La comunità ecclesiale deve raccogliere le sfide per allargare gli orizzonti di partecipazione alla vita democratica, superando la rassegnazione e la tentazione “dell’accidia politica” (card. Martini). Di “accidia” parlava già S. Ambrogio, sottolineando che, essa insieme “all’ignavia”, spinge una comunità “al sonno”, rendendola così ignara dei problemi ovvero indifferente a ciò che accade nel mondo. Ma una tale comunità è affetta dalla sindrome dello spettatore. Per questo, il sociologo R. Sennet descrive il “tramonto dell’uomo pubblico” e la “fine della fiducia nella vita pubblica”. Non è questo il grave rischio che tutti oggi corriamo? E non vi sono quelli che hanno tutto l’interesse perché i cittadini dormano di fronte ai vari “traccheggi” dei “pupari” della politica?
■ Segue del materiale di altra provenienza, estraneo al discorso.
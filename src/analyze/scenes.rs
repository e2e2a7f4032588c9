//! Scene reconstruction (§4.3.11): recovers intra-episode scene breaks from
//! whatever IG chapter evidence the disc exposes, downsampled to at most
//! four anchors per episode.

use crate::hints::DiscHints;
use crate::model::{Episode, Label, Playlist, SegmentKey, SegmentRef};

const MAX_ANCHORS: usize = 4;
const CREDITS_TRIM_S: f64 = 120.0;
const FIRST_ANCHOR_THRESHOLD_MS: f64 = 250.0;

pub fn reconstruct_scenes(episodes: &mut [Episode], playlists: &[Playlist], hints: &DiscHints) {
    for ep in episodes.iter_mut() {
        let starts = collect_anchors(ep, playlists, hints);
        ep.scenes = build_scene_segments(ep, starts);
    }
}

fn collect_anchors(ep: &Episode, playlists: &[Playlist], hints: &DiscHints) -> Vec<f64> {
    let Some(pl) = playlists.iter().find(|p| p.mpls == ep.playlist) else {
        return vec![0.0];
    };

    let mut raw: Vec<f64> = Vec::new();

    let ep_title: Option<u16> = pl.playlist_number().and_then(|num| {
        hints
            .title_playlists
            .iter()
            .find(|(_, nums)| nums.contains(&num))
            .map(|(title, _)| *title)
    });

    // (a) direct episode-playlist chapter marks named by an IG register-2
    // write targeting this episode's own title.
    if let Some(title) = ep_title {
        let jump_title = title as u32 + 1;
        let reg2_for_title: std::collections::HashSet<u32> = hints
            .ig_hints_raw
            .iter()
            .filter(|h| h.jump_title == Some(jump_title))
            .filter_map(|h| h.register(2))
            .collect();
        for (idx, mark) in pl.marks.iter().enumerate() {
            if reg2_for_title.contains(&(idx as u32)) {
                raw.push(mark.timestamp_ms());
            }
        }
    }

    // (b) Play-All chapter marks named by any IG register-2 write whose
    // referenced play item's clip id matches this episode's first segment,
    // remapped onto the episode's local timeline.
    let ep_first_clip = ep.segments.first().map(|s| s.clip_id.as_str());
    let ep_first_in_ms = ep.segments.first().map(|s| s.in_ms).unwrap_or(0.0);
    if let Some(first_clip) = ep_first_clip {
        let all_reg2: std::collections::HashSet<u32> =
            hints.ig_hints_raw.iter().filter_map(|h| h.register(2)).collect();
        for other_pl in playlists {
            if other_pl.mpls == pl.mpls {
                continue;
            }
            for (idx, mark) in other_pl.marks.iter().enumerate() {
                if !all_reg2.contains(&(idx as u32)) {
                    continue;
                }
                if let Some(pi) = other_pl.play_items.get(mark.play_item_ref as usize) {
                    if pi.clip_id == first_clip {
                        raw.push(mark.timestamp_ms() - ep_first_in_ms);
                    }
                }
            }
        }
    }

    if raw.is_empty() {
        if let Some(first_seg) = ep.segments.first() {
            for mark in &pl.marks {
                let ms = mark.timestamp_ms();
                if ms >= first_seg.in_ms {
                    raw.push(ms - first_seg.in_ms);
                }
            }
        }
    }

    sanitize_anchors(raw, ep.duration_ms)
}

fn sanitize_anchors(mut anchors: Vec<f64>, duration_ms: f64) -> Vec<f64> {
    anchors.retain(|&ms| ms >= 0.0 && ms < duration_ms);
    anchors.sort_by(|a, b| a.partial_cmp(b).unwrap());
    anchors.dedup();

    let credits_cutoff_ms = duration_ms - CREDITS_TRIM_S * 1000.0;
    let before_cutoff = anchors.iter().filter(|&&ms| ms < credits_cutoff_ms).count();
    if before_cutoff >= MAX_ANCHORS {
        anchors.retain(|&ms| ms < credits_cutoff_ms);
    }

    let downsampled = downsample(anchors);
    finalize(downsampled)
}

fn downsample(anchors: Vec<f64>) -> Vec<f64> {
    if anchors.len() <= MAX_ANCHORS {
        return anchors;
    }
    let n = anchors.len();
    (0..MAX_ANCHORS)
        .map(|i| {
            let idx = ((i as f64) * ((n - 1) as f64) / 3.0).round() as usize;
            anchors[idx.min(n - 1)]
        })
        .collect()
}

/// If the leading anchor starts meaningfully into the episode, prepend a
/// synthetic 0-ms scene-zero. This does not re-run the downsample step, so a
/// disc whose evidence already yields four anchors that start late will end
/// up with five; that latent asymmetry is intentional (see design notes).
fn finalize(mut anchors: Vec<f64>) -> Vec<f64> {
    match anchors.first() {
        Some(&first) if first > FIRST_ANCHOR_THRESHOLD_MS => anchors.insert(0, 0.0),
        Some(_) => {}
        None => anchors.push(0.0),
    }
    anchors
}

fn build_scene_segments(ep: &Episode, starts: Vec<f64>) -> Vec<SegmentRef> {
    let clip_id = ep.segments.first().map(|s| s.clip_id.clone()).unwrap_or_default();
    let mut scenes = Vec::with_capacity(starts.len());

    for (idx, window) in starts.windows(2).enumerate() {
        scenes.push(SegmentRef {
            key: SegmentKey::Scene { playlist: ep.playlist.clone(), idx },
            clip_id: clip_id.clone(),
            in_ms: window[0],
            out_ms: window[1],
            label: Label::Unknown,
        });
    }

    if let Some(&last_start) = starts.last() {
        scenes.push(SegmentRef {
            key: SegmentKey::Scene { playlist: ep.playlist.clone(), idx: starts.len() - 1 },
            clip_id,
            in_ms: last_start,
            out_ms: ep.duration_ms,
            label: Label::Unknown,
        });
    }

    scenes
}
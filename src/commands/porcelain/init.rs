use crate::areas::repository::Repository;
use std::io::Write;
use std::path::Path;

impl Repository {
    pub fn init(path: &Path, writer: &mut impl Write) -> anyhow::Result<Self> {
        let repository = Self::create(path)?;

        writeln!(
            writer,
            "Initialized empty Git repository in {}",
            repository.git_path().display()
        )?;

        Ok(repository)
    }
}
use crate::areas::repository::Repository;
use std::io::Write;

impl Repository {
    pub fn show_ref(&self, head: bool, writer: &mut impl Write) -> anyhow::Result<()> {
        let mut refs = self.refs().find_all()?;
        if head {
            refs.splice(0..0, self.refs().find_in_path("HEAD")?);
        }

        for reference in refs {
            writeln!(writer, "{reference}")?;
        }

        Ok(())
    }
}
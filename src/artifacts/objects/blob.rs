//! Git blob object
//!
//! Blobs store file content in Git. They contain only the raw file data,
//! without any metadata like filename or permissions (those are stored in trees).
//!
//! ## Format
//!
//! On disk: `blob <size>\0<content>`

use bytes::Bytes;
use derive_new::new;

#[derive(Debug, Clone, PartialEq, Eq, new)]
pub struct Blob {
    content: Bytes,
}

impl Blob {
    pub fn content(&self) -> &Bytes {
        &self.content
    }

    pub fn into_content(self) -> Bytes {
        self.content
    }
}
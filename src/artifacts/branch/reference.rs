use crate::artifacts::objects::object_id::ObjectId;
use derive_new::new;

/// A named pointer to an object, after any `ref: ` indirection was followed
///
/// `name` is the path of the ref file relative to the control directory,
/// e.g. `refs/heads/master` or `HEAD`.
#[derive(Debug, Clone, PartialEq, Eq, Hash, new)]
pub struct Ref {
    pub name: String,
    pub oid: ObjectId,
}

impl Ref {
    /// The name without its `refs/heads/` or `refs/tags/` prefix
    pub fn short_name(&self) -> &str {
        self.name
            .strip_prefix("refs/heads/")
            .or_else(|| self.name.strip_prefix("refs/tags/"))
            .unwrap_or(&self.name)
    }
}

impl std::fmt::Display for Ref {
    fn fmt(&self, f: &mut std::fmt::Formatter<'_>) -> std::fmt::Result {
        write!(f, "{} {}", self.oid, self.name)
    }
}
//! References and revision names
//!
//! - `reference`: the `{name, oid}` pair produced by ref resolution
//! - `revision`: short-hash disambiguation and name-to-object lookup

pub mod reference;
pub mod revision;

/// Regex pattern for parsing symbolic references
pub const SYMREF_REGEX: &str = r"^ref: (.+)$";

/// Name of the HEAD reference
pub const HEAD_REF_NAME: &str = "HEAD";

/// Maximum number of `ref: ` hops followed before giving up
pub const MAX_SYMREF_DEPTH: usize = 5;

/// Shortest abbreviated object ID that is looked up in the object store
pub const MIN_PREFIX_LENGTH: usize = 4;
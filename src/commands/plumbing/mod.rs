//! Plumbing commands (low-level Git operations)
//!
//! Plumbing commands provide direct access to Git's internal data structures.
//! They're primarily used for scripting and debugging a repository.
//!
//! ## Commands
//!
//! - `cat-file`: Print the payload of an object
//! - `hash-object`: Compute the object ID of a file
//! - `ls-tree`: List contents of a tree object
//! - `rev-parse`: Expand a revision name to a full object ID
//! - `show-ref`: List branches and tags

pub mod cat_file;
pub mod hash_object;
pub mod ls_tree;
pub mod rev_parse;
pub mod show_ref;
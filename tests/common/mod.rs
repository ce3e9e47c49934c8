#![allow(dead_code)]

pub mod command;
pub mod object;
//! Header block scanner shared by commit and tag payloads
//!
//! Both payloads are a run of `<key> <value>\n` lines, a blank line and a free
//! form body. A value continues on every following line that starts with a
//! space; the leading space of such a line is dropped and the lines are joined
//! with `\n`.

use bytes::Bytes;

#[derive(Debug, Clone, Copy, PartialEq, Eq)]
enum ScanState {
    Key,
    Value,
}

/// Result of scanning a commit or tag payload
#[derive(Debug, Clone, Default)]
pub(crate) struct HeaderBlock {
    pub headers: Vec<(String, String)>,
    /// The body after the blank line, without its final trailing newline
    pub body: Option<Bytes>,
}

impl HeaderBlock {
    /// Scan the headers of `raw`; the body is a zero-copy slice of it
    pub fn scan(raw: &Bytes) -> Self {
        let mut headers = Vec::new();
        let mut state = ScanState::Key;
        let mut key_start = 0;
        let mut key_end = 0;
        let mut value: Vec<u8> = Vec::new();
        let mut cursor = 0;

        while cursor < raw.len() {
            let byte = raw[cursor];

            match state {
                ScanState::Key => {
                    if cursor == key_start && byte == b'\n' {
                        // blank line: the body starts right after it
                        let body_start = cursor + 1;
                        let body_end = if raw.ends_with(b"\n") && raw.len() > body_start {
                            raw.len() - 1
                        } else {
                            raw.len()
                        };

                        return Self {
                            headers,
                            body: Some(raw.slice(body_start..body_end.max(body_start))),
                        };
                    }

                    if byte == b' ' {
                        key_end = cursor;
                        state = ScanState::Value;
                    } else if byte == b'\n' {
                        // a key without a value carries nothing to assign
                        key_start = cursor + 1;
                    }
                }
                ScanState::Value => {
                    let continues = byte == b'\n' && raw.get(cursor + 1) == Some(&b' ');

                    if continues {
                        value.push(b'\n');
                        cursor += 1;
                    } else if byte == b'\n' {
                        headers.push(Self::entry(&raw[key_start..key_end], &value));
                        value.clear();
                        key_start = cursor + 1;
                        state = ScanState::Key;
                    } else {
                        value.push(byte);
                    }
                }
            }

            cursor += 1;
        }

        if state == ScanState::Value {
            headers.push(Self::entry(&raw[key_start..key_end], &value));
        }

        Self {
            headers,
            body: None,
        }
    }

    /// First value recorded for `key`
    pub fn get(&self, key: &str) -> Option<&str> {
        self.headers
            .iter()
            .find(|(name, _)| name == key)
            .map(|(_, value)| value.as_str())
    }

    /// Every value recorded for `key`, in payload order
    pub fn get_all<'h>(&'h self, key: &'h str) -> impl Iterator<Item = &'h str> + 'h {
        self.headers
            .iter()
            .filter(move |(name, _)| name == key)
            .map(|(_, value)| value.as_str())
    }

    fn entry(key: &[u8], value: &[u8]) -> (String, String) {
        (
            String::from_utf8_lossy(key).into_owned(),
            String::from_utf8_lossy(value).into_owned(),
        )
    }
}
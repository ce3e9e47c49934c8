use assert_cmd::Command;
use assert_fs::TempDir;
use rstest::fixture;
use std::path::Path;

#[fixture]
pub fn repository_dir() -> TempDir {
    TempDir::new().expect("Failed to create temp dir")
}

/// An empty repository created through the binary
#[fixture]
pub fn init_repository_dir(repository_dir: TempDir) -> TempDir {
    run_grit_command(repository_dir.path(), &["init"])
        .assert()
        .success();

    repository_dir
}

pub fn run_grit_command(dir: &Path, args: &[&str]) -> Command {
    let mut cmd = Command::cargo_bin("grit").expect("Failed to find grit binary");
    cmd.current_dir(dir).args(args).env_remove("RUST_LOG");
    cmd
}
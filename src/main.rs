use anyhow::Result;
use clap::{Parser, Subcommand};
use grit::areas::repository::Repository;
use grit::errors::Error;
use std::path::{Path, PathBuf};
use std::process::ExitCode;
use tracing_subscriber::{layer::SubscriberExt, util::SubscriberInitExt};

#[derive(Parser)]
#[command(
    name = "grit",
    version = "0.1.0",
    author = "Sami Barbut-Dica",
    about = "A read-only git object store reader",
    long_about = "This is a small reader for git repositories, written in Rust. \
    It decodes loose objects, resolves refs and abbreviated hashes, \
    and checks out trees into fresh directories.",
    help_template = r"
{name} {version} - {about}

USAGE:
    {usage}

OPTIONS:
    {all-args}
"
)]
struct Cli {
    #[arg(short, long, global = true, help = "Log debug output to stderr")]
    verbose: bool,
    #[command(subcommand)]
    command: Commands,
}

#[derive(Subcommand)]
enum Commands {
    #[command(
        name = "init",
        about = "Initialize a new repository",
        long_about = "This command initializes a new repository in the current directory or at the specified path."
    )]
    Init {
        #[arg(index = 1, help = "The path to the repository")]
        path: Option<PathBuf>,
    },
    #[command(
        name = "cat-file",
        about = "Print the content of an object",
        long_about = "This command prints the raw payload of an object in the repository. \
        The object may be named by a full or abbreviated hash, a branch, a tag or HEAD."
    )]
    CatFile {
        #[arg(short = 'p', long, help = "The object to print")]
        object: String,
    },
    #[command(
        name = "ls-tree",
        about = "List the contents of a tree object",
        long_about = "This command lists the leaves of a tree, or of the tree of a commit."
    )]
    LsTree {
        #[arg(short = 'r', help = "Recurse into subtrees")]
        recursive: bool,
        #[arg(index = 1, help = "The tree or commit to list")]
        object: String,
    },
    #[command(
        name = "hash-object",
        about = "Compute the object ID of a file",
        long_about = "This command computes the blob object ID of a file. \
        Writing the object to the database is not supported yet."
    )]
    HashObject {
        #[arg(short, long, required = false, help = "Write the object to the object database")]
        write: bool,
        #[arg(index = 1)]
        file: PathBuf,
    },
    #[command(
        name = "rev-parse",
        about = "Expand a revision name to a full object ID",
        long_about = "This command resolves a branch, tag, HEAD or abbreviated hash to the object ID it names."
    )]
    RevParse {
        #[arg(index = 1, help = "The revision to resolve")]
        name: String,
    },
    #[command(
        name = "show-ref",
        about = "List references",
        long_about = "This command lists every branch and tag with the object each resolves to."
    )]
    ShowRef {
        #[arg(long, help = "Include HEAD in the listing")]
        head: bool,
    },
    #[command(
        name = "checkout",
        about = "Check out a commit or tree into a new directory",
        long_about = "This command writes the tree of a commit (or a tree itself) into a directory \
        that must not exist yet."
    )]
    Checkout {
        #[arg(index = 1, help = "The commit or tree to check out")]
        revision: String,
        #[arg(index = 2, help = "The directory to create")]
        path: PathBuf,
    },
}

fn main() -> ExitCode {
    let cli = Cli::parse();

    // Initialize tracing
    let env_filter = if cli.verbose {
        tracing_subscriber::EnvFilter::new("debug")
    } else {
        tracing_subscriber::EnvFilter::try_from_default_env()
            .unwrap_or_else(|_| tracing_subscriber::EnvFilter::new("warn"))
    };

    tracing_subscriber::registry()
        .with(tracing_subscriber::fmt::layer().with_writer(std::io::stderr))
        .with(env_filter)
        .init();

    match run(&cli) {
        Ok(()) => ExitCode::SUCCESS,
        Err(err) => {
            report(&err);
            ExitCode::FAILURE
        }
    }
}

fn run(cli: &Cli) -> Result<()> {
    let pwd = std::env::current_dir()?;
    let mut stdout = std::io::stdout().lock();

    match &cli.command {
        Commands::Init { path } => {
            let path = path.as_deref().map_or_else(|| pwd.clone(), |path| pwd.join(path));
            Repository::init(&path, &mut stdout)?;
        }
        Commands::CatFile { object } => {
            Repository::discover(&pwd)?.cat_file(object, &mut stdout)?;
        }
        Commands::LsTree { recursive, object } => {
            Repository::discover(&pwd)?.ls_tree(object, *recursive, &mut stdout)?;
        }
        Commands::HashObject { write, file } => {
            Repository::discover(&pwd)?.hash_object(&pwd.join(file), *write, &mut stdout)?;
        }
        Commands::RevParse { name } => {
            Repository::discover(&pwd)?.rev_parse(name, &mut stdout)?;
        }
        Commands::ShowRef { head } => {
            Repository::discover(&pwd)?.show_ref(*head, &mut stdout)?;
        }
        Commands::Checkout { revision, path } => {
            Repository::discover(&pwd)?.checkout_revision(revision, &pwd.join(path), &mut stdout)?;
        }
    }

    Ok(())
}

fn report(err: &anyhow::Error) {
    match err.downcast_ref::<Error>() {
        Some(Error::AlreadyExists(path)) => {
            eprintln!("fatal: a repository already exists in {}", display_parent(path));
        }
        Some(Error::MultipleResults { name, candidates }) => {
            eprintln!("error: short object ID {name} is ambiguous");
            eprintln!("hint: The candidates are:");

            let repository = std::env::current_dir()
                .ok()
                .and_then(|pwd| Repository::find(&pwd).ok().flatten());
            for candidate in candidates {
                let kind = repository
                    .as_ref()
                    .and_then(|repository| repository.database().read_kind(candidate).ok())
                    .map_or_else(|| "unknown".to_string(), |kind| kind.to_string());
                eprintln!("hint:   {} {}", candidate.to_short_oid(), kind);
            }
            eprintln!("fatal: ambiguous argument '{name}': please specify further");
        }
        _ => eprintln!("fatal: {err:#}"),
    }
}

fn display_parent(git_path: &Path) -> String {
    git_path
        .parent()
        .unwrap_or(git_path)
        .display()
        .to_string()
}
Occorre riscoprire l’importanza di pensare politicamente in grande.Latentazione sottile a cui oggi vanno incontro i cristiani è quella di rinunciare alla costruzione del modello globale della polis, dello Stato, dell’Europa, per accontentarsi di vivere e agire nel prepolitico e nel sociale. Ma papa Francesco osserva che vi è un importante “apporto che il cristianesimo può fornire oggi allo sviluppo culturale e sociale europeo nell’ambito di una corretta relazione fra religione e società”. Egli, infatti, paragona l’Europa ad un “poliedro”, “dove l’unità armonica del tutto conserva la particolarità di ciascuna delle parti”. Attraverso il dialogo inter-culturale e interreligioso, si “può coniugare con sapienza l’identità europea formatasi nei secoli con le istanze che giungono dagli altri popoli che ora si affacciano sul continente”. E’ ovvio che il contributo dei cristiani all’Europa verrebbe a mancare se essi rimanessero chiusi nell’ambito del sociale e della carità, che ha la sua grande importanza, ma in tal caso “si potrebbe pensare che i cattolici sono cittadini dimidiati. L’ambito della politica aspira infatti a influire sull’ethos della città di tutti, mediante una generalità di interessi e di programmi, con la creazione di condizioni che promuovano la partecipazione di ciascuno al progresso sociale, civile, morale e spirituale”(Card. Martini). Pertanto, oggi più che mai, è urgente passare da una “democrazia a bassa intensità”, per promuovere “una democrazia ad alta intensità” (per dirla con papa Francesco), trovando stimoli creativi nella dottrina sociale della Chiesa, dove c’è la vocazione a una socialità avanzata. Ci piace, allora, prendere in prestito il paragone delle piante, che affidano al vento milioni di semi, con la certezza che almeno alcuni di questi germineranno.